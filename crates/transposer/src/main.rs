use anyhow::{Context, Result};
use clap::Parser;
use std::fs;
use std::path::PathBuf;

use holdings_model::Delimiter;
use transposer::transpose;

/// Pivot a normalized holdings file into a wide per-instrument matrix with
/// one market-value and one quantity column per (scheme, month-end) pair.
#[derive(Debug, Parser)]
#[command(
    name = "transposer",
    about = "Transpose normalized holdings into a wide per-instrument table",
    long_about = None
)]
struct Args {
    /// Normalized delimited input file (9-field schema)
    input: PathBuf,

    /// Input field delimiter: "|", "," or "\t"
    #[arg(long = "input-delimiter", default_value = "|")]
    input_delimiter: String,

    /// Output field delimiter: "|", "," or "\t"
    #[arg(long = "output-delimiter", default_value = "|")]
    output_delimiter: String,

    /// Output file path
    #[arg(short = 'o', long = "output", default_value = "mutual_fund_transposed.txt")]
    output: PathBuf,
}

fn main() -> Result<()> {
    tracing_subscriber::fmt()
        .with_env_filter(tracing_subscriber::EnvFilter::from_default_env())
        .init();

    let args = Args::parse();

    let input_delimiter = Delimiter::from_config(&args.input_delimiter)?;
    let output_delimiter = Delimiter::from_config(&args.output_delimiter)?;

    let content = fs::read_to_string(&args.input)
        .with_context(|| format!("Reading {}", args.input.display()))?;

    println!("📖 Transposing {}", args.input.display());
    let transposed = transpose(&content, input_delimiter, output_delimiter)?;

    fs::write(&args.output, &transposed)
        .with_context(|| format!("Writing output file: {}", args.output.display()))?;
    println!(
        "✓ Wrote {} rows to {}",
        transposed.lines().count().saturating_sub(1),
        args.output.display()
    );

    Ok(())
}
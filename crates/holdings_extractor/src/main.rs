use anyhow::{anyhow, Context, Result};
use chrono::NaiveDate;
use clap::Parser;
use std::fs;
use std::path::PathBuf;

use ai_client::{OllamaClient, OllamaClientConfig};
use holdings_extractor::{normalize, output_file_name, reconcile, workbook, ColumnMapping};
use holdings_model::{render_delimited, strip_to_number, Delimiter};
use symbol_map::SymbolMap;

/// Convert a mutual-fund holdings workbook into the normalized delimited
/// text format.
///
/// The column mapping is inferred from the first rows of the sheet by a
/// local Ollama model unless `--mapping` supplies a manual override.
#[derive(Debug, Parser)]
#[command(
    name = "holdings_extractor",
    about = "Normalize a mutual fund holdings sheet into delimited text",
    long_about = None
)]
struct Args {
    /// Path to the workbook (xlsx/xls/ods)
    workbook: PathBuf,

    /// Sheet name, matched case-insensitively
    sheet: String,

    /// Scheme name recorded on every output row (upper-cased)
    scheme_name: String,

    /// Month-end reporting date, YYYY-MM-DD
    month_end: String,

    /// Manual column mapping "ISIN,NAME,VALUE,QTY,START_ROW" (e.g. "C,B,F,E,7");
    /// skips AI inference
    #[arg(short = 'm', long = "mapping")]
    mapping: Option<String>,

    /// Output field delimiter: "|", "," or "\t"
    #[arg(short = 'd', long = "delimiter", default_value = "|")]
    delimiter: String,

    /// ISIN symbol mapping CSV (columns: company, isin, bse, nse)
    #[arg(long = "symbol-file", default_value = "assets/data/ISIN_SYMBOL_MAPPING.csv")]
    symbol_file: PathBuf,

    /// Externally computed reference total; when present and numeric, a
    /// balancing row carrying the difference is appended
    #[arg(long = "reference-total")]
    reference_total: Option<String>,

    /// Output file path (default: {workbook stem}_{sheet}_mod.txt)
    #[arg(short = 'o', long = "output")]
    output: Option<PathBuf>,
}

fn main() -> Result<()> {
    dotenvy::dotenv().ok();
    tracing_subscriber::fmt()
        .with_env_filter(tracing_subscriber::EnvFilter::from_default_env())
        .init();

    let args = Args::parse();

    NaiveDate::parse_from_str(&args.month_end, "%Y-%m-%d")
        .with_context(|| format!("Invalid month-end date '{}' (want YYYY-MM-DD)", args.month_end))?;
    let scheme_name = args.scheme_name.to_uppercase();
    let delimiter = Delimiter::from_config(&args.delimiter)?;

    println!("📖 Loading workbook: {}", args.workbook.display());
    let sheet = workbook::load_sheet(&args.workbook, &args.sheet)?;
    println!(
        "✓ Sheet '{}' loaded: {} rows",
        sheet.sheet_name,
        sheet.rows.len()
    );

    let mapping = match &args.mapping {
        Some(value) => parse_manual_mapping(value)?,
        None => infer_mapping(&sheet.rows)?,
    };
    println!(
        "✓ Column mapping: isin={} name={} value={} qty={} data_start_row={}",
        mapping.isin,
        mapping.instrument_name,
        mapping.market_value,
        mapping.quantity,
        mapping.data_start_row
    );

    let symbols = match SymbolMap::load_csv_file(&args.symbol_file) {
        Ok(map) => {
            println!("✓ Loaded {} ISIN symbol mappings", map.len());
            map
        }
        Err(err) => {
            // Degraded mode: exchange fields stay empty, processing continues.
            tracing::warn!(
                "Could not load symbol mapping from {}: {err}",
                args.symbol_file.display()
            );
            println!("⚠ Proceeding without symbol mappings");
            SymbolMap::default()
        }
    };

    let (mut records, totals) = normalize(
        &sheet.rows,
        &mapping,
        &scheme_name,
        &args.month_end,
        &symbols,
    )?;

    println!("\n📊 Summary:");
    println!("✓ Valid records: {}", totals.valid_record_count);
    println!("✓ Total market value: {:.2}", totals.total_market_value);
    println!("✓ Total quantity: {:.2}", totals.total_quantity);

    if let Some(reference) = &args.reference_total {
        let external = strip_to_number(reference).unwrap_or(f64::NAN);
        match reconcile(
            totals.total_market_value,
            external,
            &scheme_name,
            &args.month_end,
        ) {
            Some(balancing) => {
                println!("✓ Balancing difference: {:.2}", balancing.market_value);
                records.push(balancing);
            }
            None => println!("⚠ Reference total '{}' is not numeric; no balancing row", reference),
        }
    }

    let content = render_delimited(&records, delimiter);
    let out_path = args
        .output
        .clone()
        .unwrap_or_else(|| PathBuf::from(output_file_name(&args.workbook, &sheet.sheet_name)));
    fs::write(&out_path, &content)
        .with_context(|| format!("Writing output file: {}", out_path.display()))?;
    println!("✓ Wrote {} rows to {}", records.len(), out_path.display());

    Ok(())
}

/// Parses the manual "C,B,F,E,7" override into a mapping.
fn parse_manual_mapping(value: &str) -> Result<ColumnMapping> {
    let parts: Vec<&str> = value.split(',').map(str::trim).collect();
    if parts.len() != 5 {
        return Err(anyhow!(
            "Mapping must be \"ISIN,NAME,VALUE,QTY,START_ROW\", got '{value}'"
        ));
    }
    let data_start_row: usize = parts[4]
        .parse()
        .with_context(|| format!("Invalid data start row '{}'", parts[4]))?;

    Ok(ColumnMapping {
        isin: parts[0].to_uppercase(),
        instrument_name: parts[1].to_uppercase(),
        market_value: parts[2].to_uppercase(),
        quantity: parts[3].to_uppercase(),
        data_start_row,
    })
}

fn infer_mapping(rows: &[Vec<holdings_extractor::Cell>]) -> Result<ColumnMapping> {
    let config = OllamaClientConfig::from_env();
    let client = OllamaClient::new(config).context("Failed to initialize local Ollama client")?;

    let preview = workbook::rows_preview(workbook::initial_rows(
        rows,
        workbook::DEFAULT_PREVIEW_ROWS,
    ));
    println!("🤖 Inferring sheet structure from the first rows...");
    let analysis = client
        .infer_sheet_structure(&preview)
        .context("Schema inference failed; pass --mapping to override manually")?;

    Ok(ColumnMapping {
        isin: analysis.columns.isin,
        instrument_name: analysis.columns.instrument_name,
        market_value: analysis.columns.market_value,
        quantity: analysis.columns.quantity,
        data_start_row: analysis.data_start_row,
    })
}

» Exercise goal
From the data above, state how many lines contain the string "wide", offering no other words.

» Reply
2